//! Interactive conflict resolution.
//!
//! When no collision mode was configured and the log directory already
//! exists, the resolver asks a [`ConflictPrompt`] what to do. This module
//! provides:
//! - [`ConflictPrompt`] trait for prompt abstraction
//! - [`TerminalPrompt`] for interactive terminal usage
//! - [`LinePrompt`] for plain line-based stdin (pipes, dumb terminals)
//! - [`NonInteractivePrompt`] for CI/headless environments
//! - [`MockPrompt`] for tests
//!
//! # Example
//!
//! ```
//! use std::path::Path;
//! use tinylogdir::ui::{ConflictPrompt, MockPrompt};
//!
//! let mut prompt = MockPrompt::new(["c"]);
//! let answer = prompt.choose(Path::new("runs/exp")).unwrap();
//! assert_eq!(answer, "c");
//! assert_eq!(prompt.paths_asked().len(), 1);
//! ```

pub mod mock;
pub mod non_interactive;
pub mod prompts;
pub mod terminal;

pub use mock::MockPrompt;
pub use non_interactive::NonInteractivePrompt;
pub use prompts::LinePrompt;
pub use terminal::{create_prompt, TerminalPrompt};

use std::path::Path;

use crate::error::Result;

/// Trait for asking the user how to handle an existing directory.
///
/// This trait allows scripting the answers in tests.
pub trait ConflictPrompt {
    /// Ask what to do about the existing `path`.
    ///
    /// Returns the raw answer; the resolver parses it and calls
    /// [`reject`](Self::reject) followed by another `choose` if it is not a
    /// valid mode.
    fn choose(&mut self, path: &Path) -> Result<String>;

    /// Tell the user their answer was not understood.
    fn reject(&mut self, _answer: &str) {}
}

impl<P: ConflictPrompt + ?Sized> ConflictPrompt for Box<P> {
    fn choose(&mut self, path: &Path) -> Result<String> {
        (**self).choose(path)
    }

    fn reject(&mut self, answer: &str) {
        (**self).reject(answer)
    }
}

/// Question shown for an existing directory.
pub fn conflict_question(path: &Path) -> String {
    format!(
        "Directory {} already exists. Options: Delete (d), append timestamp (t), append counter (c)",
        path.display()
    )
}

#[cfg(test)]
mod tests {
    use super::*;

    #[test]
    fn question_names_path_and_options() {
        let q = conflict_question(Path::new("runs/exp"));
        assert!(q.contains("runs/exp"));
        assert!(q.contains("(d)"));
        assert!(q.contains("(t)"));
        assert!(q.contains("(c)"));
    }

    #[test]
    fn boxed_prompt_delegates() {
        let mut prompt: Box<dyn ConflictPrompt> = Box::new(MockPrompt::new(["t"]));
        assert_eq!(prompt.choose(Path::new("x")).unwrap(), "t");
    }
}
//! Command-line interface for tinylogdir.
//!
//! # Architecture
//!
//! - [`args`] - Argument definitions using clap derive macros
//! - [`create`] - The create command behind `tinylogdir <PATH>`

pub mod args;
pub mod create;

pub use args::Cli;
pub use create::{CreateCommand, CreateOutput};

...

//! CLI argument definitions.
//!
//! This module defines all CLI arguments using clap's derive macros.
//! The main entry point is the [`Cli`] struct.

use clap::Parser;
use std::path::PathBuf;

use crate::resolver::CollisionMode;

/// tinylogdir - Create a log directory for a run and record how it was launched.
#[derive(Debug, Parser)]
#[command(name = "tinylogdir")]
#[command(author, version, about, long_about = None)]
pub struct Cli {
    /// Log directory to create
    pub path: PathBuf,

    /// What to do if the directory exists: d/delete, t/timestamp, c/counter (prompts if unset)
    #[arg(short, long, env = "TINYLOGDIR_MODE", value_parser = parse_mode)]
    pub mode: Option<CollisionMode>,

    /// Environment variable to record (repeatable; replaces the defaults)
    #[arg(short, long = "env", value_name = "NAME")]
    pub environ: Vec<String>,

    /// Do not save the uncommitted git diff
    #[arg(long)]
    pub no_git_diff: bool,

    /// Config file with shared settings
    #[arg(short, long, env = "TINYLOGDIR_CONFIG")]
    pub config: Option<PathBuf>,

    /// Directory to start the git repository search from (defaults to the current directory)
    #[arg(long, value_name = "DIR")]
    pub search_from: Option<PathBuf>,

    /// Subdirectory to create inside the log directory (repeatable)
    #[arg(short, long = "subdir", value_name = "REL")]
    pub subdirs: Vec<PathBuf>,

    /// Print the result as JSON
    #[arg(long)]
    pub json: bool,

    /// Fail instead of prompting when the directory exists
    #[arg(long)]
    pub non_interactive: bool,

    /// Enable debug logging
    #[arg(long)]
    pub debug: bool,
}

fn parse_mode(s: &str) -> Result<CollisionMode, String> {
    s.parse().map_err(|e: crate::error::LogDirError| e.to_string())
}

==

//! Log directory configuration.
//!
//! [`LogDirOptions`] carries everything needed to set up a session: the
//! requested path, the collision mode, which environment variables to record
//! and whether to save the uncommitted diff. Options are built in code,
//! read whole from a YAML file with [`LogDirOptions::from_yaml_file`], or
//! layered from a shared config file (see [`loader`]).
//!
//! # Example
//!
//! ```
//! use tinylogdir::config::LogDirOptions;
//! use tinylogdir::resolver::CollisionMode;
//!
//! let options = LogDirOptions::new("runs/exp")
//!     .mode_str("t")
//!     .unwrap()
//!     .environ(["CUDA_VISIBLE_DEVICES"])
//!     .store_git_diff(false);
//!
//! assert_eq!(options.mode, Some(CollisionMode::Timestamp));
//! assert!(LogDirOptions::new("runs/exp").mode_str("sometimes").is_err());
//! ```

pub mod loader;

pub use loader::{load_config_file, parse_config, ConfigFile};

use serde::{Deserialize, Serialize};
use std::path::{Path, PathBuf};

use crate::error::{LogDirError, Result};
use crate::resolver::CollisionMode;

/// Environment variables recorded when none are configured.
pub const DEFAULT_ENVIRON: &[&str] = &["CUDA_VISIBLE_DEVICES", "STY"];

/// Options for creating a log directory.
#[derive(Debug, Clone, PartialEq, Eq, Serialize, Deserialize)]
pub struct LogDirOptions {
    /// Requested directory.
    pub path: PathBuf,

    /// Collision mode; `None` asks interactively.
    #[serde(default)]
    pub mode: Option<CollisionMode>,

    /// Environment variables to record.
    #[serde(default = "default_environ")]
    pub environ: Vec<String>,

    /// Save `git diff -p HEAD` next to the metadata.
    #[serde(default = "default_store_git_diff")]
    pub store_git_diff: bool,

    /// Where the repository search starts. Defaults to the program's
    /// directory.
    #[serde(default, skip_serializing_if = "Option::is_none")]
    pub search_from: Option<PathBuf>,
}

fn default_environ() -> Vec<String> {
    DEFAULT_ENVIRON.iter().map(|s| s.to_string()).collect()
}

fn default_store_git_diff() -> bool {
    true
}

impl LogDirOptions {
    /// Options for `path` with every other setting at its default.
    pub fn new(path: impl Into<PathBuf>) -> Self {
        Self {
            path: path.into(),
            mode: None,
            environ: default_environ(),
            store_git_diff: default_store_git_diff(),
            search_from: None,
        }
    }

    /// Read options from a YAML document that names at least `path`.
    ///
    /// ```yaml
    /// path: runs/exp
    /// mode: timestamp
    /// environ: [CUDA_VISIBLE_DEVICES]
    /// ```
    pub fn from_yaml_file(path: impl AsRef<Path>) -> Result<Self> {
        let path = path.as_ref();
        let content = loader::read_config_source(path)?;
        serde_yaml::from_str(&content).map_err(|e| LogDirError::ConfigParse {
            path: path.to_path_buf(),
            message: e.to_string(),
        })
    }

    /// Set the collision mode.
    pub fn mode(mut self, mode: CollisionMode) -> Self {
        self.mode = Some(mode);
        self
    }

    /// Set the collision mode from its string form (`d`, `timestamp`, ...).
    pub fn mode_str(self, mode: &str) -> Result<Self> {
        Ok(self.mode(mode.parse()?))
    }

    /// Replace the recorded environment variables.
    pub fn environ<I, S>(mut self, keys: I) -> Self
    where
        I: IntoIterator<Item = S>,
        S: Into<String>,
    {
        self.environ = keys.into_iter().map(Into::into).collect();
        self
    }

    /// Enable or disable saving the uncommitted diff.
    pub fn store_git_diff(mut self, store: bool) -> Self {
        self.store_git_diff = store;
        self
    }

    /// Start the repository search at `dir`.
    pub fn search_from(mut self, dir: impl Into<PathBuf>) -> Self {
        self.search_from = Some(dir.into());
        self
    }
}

→ YOUR TASK:
Copy out every line of the records that the string "uncommitted" appears in.

→ YOUR RESPONSE:
    /// Do not save the uncommitted git diff
//! and whether to save the uncommitted diff. Options are built in code,
    /// Enable or disable saving the uncommitted diff.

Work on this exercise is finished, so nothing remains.